EXERCISE DETAILS: From the entries that follow, extract each line holding the string "convert".

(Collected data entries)
>>>>>
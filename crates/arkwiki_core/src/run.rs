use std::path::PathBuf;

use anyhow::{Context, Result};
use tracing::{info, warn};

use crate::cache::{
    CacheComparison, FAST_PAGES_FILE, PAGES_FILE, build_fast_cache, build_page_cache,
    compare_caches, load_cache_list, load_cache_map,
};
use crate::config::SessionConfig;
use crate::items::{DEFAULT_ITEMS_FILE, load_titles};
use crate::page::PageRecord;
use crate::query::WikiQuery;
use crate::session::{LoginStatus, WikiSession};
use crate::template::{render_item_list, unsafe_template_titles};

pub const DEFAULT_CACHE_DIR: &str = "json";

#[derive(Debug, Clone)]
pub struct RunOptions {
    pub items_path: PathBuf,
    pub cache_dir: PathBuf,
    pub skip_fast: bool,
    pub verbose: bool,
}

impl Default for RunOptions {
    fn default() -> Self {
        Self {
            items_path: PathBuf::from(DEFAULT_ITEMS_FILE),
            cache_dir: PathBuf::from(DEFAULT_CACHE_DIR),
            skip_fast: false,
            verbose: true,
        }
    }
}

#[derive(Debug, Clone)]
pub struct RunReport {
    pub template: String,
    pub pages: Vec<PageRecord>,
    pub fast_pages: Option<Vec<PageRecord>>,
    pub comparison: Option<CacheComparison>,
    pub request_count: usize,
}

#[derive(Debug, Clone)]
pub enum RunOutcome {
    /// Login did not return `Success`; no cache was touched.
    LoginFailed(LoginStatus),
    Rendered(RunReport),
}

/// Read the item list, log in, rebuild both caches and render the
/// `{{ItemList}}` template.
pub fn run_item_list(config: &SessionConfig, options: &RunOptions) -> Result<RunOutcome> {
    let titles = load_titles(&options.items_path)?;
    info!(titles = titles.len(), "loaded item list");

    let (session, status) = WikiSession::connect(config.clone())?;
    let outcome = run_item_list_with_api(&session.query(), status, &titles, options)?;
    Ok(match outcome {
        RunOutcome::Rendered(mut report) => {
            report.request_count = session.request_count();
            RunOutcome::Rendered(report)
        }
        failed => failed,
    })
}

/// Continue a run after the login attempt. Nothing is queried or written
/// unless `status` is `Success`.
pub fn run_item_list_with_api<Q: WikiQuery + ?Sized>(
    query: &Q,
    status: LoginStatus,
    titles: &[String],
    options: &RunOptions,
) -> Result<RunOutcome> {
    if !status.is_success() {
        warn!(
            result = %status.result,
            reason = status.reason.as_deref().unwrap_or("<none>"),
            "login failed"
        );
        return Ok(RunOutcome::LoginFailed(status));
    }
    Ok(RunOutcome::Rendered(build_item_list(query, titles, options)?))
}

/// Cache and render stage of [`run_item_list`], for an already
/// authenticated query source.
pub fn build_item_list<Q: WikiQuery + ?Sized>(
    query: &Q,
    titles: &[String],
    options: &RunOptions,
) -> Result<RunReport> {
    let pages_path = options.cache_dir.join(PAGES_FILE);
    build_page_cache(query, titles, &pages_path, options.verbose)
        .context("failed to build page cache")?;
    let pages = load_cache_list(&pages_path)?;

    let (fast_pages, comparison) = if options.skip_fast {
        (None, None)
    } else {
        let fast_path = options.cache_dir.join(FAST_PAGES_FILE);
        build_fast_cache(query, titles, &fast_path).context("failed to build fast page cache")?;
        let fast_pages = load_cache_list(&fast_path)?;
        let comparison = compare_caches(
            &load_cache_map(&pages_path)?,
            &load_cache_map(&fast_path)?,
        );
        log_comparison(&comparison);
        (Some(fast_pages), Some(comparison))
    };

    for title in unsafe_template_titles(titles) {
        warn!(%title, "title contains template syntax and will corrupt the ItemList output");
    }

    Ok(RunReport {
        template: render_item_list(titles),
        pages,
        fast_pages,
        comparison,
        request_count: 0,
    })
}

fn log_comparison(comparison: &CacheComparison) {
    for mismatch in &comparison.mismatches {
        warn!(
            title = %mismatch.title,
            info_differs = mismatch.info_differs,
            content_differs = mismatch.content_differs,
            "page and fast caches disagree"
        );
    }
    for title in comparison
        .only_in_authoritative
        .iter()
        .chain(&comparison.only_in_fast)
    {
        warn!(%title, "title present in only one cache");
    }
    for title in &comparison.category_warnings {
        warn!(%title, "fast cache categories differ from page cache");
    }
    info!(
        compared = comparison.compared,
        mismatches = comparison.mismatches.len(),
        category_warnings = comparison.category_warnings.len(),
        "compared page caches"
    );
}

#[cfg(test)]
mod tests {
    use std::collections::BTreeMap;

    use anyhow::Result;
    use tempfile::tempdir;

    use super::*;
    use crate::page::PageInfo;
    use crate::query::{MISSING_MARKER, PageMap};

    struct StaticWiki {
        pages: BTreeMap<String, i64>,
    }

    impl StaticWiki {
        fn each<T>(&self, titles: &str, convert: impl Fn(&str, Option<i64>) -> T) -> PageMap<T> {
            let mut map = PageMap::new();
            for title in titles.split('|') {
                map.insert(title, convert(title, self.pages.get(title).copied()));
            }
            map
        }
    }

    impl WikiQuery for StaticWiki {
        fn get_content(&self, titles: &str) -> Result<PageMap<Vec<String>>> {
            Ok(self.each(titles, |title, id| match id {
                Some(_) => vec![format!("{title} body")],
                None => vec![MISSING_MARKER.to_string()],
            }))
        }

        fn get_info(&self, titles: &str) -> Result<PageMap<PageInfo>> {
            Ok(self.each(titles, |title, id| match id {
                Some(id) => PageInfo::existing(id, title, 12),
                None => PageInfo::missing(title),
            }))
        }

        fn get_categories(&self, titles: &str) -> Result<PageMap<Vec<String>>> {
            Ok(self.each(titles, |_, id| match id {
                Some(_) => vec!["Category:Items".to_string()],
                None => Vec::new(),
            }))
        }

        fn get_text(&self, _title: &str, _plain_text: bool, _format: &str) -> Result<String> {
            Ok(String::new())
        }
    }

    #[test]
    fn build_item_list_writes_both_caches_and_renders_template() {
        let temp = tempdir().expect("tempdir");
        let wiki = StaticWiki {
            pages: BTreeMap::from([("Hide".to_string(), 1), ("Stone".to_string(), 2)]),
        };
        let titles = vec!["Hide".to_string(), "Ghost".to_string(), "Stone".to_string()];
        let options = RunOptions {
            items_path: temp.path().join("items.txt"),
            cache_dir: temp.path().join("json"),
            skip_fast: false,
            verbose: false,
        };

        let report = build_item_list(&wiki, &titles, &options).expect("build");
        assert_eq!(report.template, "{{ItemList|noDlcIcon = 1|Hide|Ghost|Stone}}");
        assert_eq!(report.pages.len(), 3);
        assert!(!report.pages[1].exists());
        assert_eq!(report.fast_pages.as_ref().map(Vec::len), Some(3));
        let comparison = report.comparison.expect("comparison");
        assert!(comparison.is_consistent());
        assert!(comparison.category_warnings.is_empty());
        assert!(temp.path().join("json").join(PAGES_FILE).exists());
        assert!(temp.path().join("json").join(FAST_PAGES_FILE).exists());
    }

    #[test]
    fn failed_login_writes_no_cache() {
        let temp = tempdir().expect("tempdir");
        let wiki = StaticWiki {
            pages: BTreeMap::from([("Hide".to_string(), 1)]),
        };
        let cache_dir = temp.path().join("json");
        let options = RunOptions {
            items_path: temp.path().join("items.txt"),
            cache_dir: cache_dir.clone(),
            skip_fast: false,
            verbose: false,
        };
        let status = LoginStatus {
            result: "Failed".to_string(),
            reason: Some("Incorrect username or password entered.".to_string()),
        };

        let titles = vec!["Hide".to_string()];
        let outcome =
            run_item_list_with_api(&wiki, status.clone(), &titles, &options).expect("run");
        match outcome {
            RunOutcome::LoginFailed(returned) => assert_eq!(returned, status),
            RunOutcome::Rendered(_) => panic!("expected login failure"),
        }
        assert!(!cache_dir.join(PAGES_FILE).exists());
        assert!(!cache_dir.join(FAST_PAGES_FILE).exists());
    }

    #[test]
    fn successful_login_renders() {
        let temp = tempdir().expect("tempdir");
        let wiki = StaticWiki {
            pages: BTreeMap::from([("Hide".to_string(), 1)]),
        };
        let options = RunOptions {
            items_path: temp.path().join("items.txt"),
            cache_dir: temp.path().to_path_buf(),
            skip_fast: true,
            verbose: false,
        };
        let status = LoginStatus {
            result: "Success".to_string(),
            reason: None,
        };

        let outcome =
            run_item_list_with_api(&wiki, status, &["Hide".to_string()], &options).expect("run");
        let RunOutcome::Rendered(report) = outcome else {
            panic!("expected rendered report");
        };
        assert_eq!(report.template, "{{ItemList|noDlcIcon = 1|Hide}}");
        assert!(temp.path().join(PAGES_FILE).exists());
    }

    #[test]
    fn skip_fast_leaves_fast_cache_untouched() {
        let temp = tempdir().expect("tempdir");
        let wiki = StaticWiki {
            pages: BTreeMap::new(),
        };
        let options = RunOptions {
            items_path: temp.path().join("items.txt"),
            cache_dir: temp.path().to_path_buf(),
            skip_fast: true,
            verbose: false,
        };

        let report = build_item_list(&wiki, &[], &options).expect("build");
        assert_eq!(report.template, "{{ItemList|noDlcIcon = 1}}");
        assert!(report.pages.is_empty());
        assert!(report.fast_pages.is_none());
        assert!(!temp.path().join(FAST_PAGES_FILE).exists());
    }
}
<<<<<
>>>>>
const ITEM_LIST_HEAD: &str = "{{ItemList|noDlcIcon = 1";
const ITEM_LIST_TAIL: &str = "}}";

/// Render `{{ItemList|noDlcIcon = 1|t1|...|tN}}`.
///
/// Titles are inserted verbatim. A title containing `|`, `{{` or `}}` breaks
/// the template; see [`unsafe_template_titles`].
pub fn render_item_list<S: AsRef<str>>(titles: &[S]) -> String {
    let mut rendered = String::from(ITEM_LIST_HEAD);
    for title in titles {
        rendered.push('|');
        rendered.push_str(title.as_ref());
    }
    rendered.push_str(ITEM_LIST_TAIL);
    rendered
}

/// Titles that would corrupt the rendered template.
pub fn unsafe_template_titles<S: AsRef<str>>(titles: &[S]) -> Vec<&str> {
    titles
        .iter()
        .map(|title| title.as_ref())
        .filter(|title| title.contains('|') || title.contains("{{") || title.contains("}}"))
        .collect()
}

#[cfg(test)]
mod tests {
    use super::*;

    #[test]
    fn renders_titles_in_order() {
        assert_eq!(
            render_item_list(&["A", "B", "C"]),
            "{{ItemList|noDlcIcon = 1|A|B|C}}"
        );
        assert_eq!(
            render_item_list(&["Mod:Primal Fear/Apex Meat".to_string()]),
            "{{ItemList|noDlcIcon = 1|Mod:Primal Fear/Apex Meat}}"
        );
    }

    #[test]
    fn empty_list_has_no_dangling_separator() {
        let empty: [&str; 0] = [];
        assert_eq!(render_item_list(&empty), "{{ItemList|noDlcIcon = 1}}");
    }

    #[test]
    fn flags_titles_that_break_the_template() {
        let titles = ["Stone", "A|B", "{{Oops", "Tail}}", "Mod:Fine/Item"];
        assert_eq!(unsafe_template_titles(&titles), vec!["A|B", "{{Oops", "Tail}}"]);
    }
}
<<<<<
>>>>>
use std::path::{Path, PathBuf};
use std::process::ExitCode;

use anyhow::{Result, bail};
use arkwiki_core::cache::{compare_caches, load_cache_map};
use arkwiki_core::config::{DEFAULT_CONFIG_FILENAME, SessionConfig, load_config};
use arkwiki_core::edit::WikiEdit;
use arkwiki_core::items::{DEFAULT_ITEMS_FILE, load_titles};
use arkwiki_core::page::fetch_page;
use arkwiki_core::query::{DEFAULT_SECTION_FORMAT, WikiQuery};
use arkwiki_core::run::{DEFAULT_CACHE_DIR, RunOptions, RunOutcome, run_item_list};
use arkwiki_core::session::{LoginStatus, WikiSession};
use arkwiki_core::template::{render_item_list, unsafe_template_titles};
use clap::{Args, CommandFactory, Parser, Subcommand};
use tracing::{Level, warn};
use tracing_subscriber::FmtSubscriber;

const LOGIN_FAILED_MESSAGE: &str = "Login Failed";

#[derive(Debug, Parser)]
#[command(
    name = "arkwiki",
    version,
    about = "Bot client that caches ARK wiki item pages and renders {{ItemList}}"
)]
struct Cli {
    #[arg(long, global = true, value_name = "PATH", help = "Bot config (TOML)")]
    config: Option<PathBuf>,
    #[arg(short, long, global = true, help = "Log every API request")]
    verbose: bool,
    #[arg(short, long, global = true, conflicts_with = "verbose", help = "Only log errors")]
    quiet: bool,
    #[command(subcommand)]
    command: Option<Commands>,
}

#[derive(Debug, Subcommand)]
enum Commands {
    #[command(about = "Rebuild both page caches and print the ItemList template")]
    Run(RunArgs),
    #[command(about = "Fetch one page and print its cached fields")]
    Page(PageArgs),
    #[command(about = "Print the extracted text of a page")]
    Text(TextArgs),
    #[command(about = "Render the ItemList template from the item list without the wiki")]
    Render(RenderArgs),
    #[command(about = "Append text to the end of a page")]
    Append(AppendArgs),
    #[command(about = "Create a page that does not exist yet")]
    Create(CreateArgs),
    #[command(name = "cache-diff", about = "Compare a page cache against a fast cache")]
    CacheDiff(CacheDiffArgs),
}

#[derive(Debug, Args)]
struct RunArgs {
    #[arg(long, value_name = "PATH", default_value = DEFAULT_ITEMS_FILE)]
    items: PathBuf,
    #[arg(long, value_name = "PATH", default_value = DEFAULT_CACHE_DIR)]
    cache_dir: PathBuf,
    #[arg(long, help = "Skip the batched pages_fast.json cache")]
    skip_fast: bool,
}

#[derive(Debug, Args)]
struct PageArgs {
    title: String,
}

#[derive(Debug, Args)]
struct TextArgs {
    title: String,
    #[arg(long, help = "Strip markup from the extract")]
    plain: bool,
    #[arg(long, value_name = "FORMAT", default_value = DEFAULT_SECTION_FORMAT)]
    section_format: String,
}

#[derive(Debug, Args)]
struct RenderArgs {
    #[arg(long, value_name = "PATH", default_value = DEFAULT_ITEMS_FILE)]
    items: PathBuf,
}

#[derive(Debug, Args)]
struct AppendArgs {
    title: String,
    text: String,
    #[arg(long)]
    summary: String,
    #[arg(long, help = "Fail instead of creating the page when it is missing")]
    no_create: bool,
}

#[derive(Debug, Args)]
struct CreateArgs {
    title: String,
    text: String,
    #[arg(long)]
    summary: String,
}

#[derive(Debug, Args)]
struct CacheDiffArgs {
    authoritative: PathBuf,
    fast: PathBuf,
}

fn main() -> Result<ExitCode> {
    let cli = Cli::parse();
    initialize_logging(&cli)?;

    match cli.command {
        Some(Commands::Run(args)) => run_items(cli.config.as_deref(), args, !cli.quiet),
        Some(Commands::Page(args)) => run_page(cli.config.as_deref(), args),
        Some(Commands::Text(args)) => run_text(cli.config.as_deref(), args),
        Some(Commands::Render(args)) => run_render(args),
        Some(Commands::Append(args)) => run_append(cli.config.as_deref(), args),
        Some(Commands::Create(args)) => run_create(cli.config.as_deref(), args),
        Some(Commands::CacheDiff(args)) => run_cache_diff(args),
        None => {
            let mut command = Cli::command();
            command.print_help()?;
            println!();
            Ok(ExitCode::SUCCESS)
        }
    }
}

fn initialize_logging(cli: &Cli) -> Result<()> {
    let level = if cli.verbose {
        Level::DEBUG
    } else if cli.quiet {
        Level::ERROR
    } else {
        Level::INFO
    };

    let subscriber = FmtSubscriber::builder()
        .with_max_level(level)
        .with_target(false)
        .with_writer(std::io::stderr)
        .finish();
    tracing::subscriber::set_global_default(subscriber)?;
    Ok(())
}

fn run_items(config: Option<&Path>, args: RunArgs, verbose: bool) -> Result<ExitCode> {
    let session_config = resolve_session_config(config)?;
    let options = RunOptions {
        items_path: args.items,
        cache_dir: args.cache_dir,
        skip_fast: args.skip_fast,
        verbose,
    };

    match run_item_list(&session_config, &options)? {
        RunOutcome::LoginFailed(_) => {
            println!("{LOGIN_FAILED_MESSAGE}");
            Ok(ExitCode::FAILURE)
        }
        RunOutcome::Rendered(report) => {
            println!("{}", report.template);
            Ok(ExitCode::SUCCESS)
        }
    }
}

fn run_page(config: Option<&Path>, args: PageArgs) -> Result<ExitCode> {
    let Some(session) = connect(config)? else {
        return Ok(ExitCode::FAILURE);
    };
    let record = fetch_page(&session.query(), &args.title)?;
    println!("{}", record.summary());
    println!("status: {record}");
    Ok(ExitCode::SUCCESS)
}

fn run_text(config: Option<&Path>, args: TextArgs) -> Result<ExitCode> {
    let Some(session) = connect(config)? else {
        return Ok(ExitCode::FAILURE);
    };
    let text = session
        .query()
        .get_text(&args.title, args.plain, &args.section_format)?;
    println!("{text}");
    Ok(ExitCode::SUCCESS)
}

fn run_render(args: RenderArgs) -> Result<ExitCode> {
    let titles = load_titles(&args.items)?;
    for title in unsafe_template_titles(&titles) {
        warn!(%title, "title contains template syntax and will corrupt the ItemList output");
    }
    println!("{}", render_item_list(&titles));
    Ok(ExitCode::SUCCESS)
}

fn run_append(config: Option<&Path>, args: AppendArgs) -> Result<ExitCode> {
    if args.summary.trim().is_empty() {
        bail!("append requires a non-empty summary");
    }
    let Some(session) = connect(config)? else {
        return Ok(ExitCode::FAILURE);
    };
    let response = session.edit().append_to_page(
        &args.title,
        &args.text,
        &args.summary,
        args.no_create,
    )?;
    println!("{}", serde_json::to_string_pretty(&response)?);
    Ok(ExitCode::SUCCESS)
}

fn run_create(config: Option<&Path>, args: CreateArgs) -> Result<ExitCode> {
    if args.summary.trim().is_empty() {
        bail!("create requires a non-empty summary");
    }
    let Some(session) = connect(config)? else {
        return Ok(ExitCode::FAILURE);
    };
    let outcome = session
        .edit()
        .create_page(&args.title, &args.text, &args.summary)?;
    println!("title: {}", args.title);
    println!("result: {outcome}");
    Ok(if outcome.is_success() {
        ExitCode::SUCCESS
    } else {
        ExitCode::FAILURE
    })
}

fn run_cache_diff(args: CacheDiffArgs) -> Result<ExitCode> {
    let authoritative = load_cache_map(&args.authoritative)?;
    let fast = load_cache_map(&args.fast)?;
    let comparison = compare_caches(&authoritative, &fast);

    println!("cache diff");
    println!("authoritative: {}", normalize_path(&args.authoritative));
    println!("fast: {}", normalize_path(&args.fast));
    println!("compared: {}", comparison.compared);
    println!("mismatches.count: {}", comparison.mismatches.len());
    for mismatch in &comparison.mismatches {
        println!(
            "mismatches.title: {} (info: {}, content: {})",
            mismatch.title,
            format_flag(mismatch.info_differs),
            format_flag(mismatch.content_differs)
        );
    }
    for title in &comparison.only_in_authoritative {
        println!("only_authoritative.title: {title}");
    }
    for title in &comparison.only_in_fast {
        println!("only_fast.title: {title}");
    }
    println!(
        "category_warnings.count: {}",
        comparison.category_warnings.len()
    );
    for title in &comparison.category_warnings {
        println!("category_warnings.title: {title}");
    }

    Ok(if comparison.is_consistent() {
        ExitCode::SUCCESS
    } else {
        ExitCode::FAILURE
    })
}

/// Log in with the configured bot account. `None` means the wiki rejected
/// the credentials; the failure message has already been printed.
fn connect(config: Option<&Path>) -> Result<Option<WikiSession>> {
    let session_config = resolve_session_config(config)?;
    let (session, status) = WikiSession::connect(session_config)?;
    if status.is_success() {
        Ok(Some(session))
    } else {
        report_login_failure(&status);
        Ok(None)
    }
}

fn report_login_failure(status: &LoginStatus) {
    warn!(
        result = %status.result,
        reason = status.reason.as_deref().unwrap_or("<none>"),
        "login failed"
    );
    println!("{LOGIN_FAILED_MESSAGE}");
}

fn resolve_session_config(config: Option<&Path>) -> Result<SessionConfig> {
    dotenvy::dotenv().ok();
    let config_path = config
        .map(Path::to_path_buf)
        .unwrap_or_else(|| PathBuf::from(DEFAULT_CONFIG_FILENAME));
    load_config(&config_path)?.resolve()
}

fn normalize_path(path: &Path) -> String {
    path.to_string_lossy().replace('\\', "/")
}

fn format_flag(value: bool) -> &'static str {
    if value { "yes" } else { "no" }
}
<<<<<
OUTPUT OF THE TASK:
        fn each<T>(&self, titles: &str, convert: impl Fn(&str, Option<i64>) -> T) -> PageMap<T> {
                map.insert(title, convert(title, self.pages.get(title).copied()));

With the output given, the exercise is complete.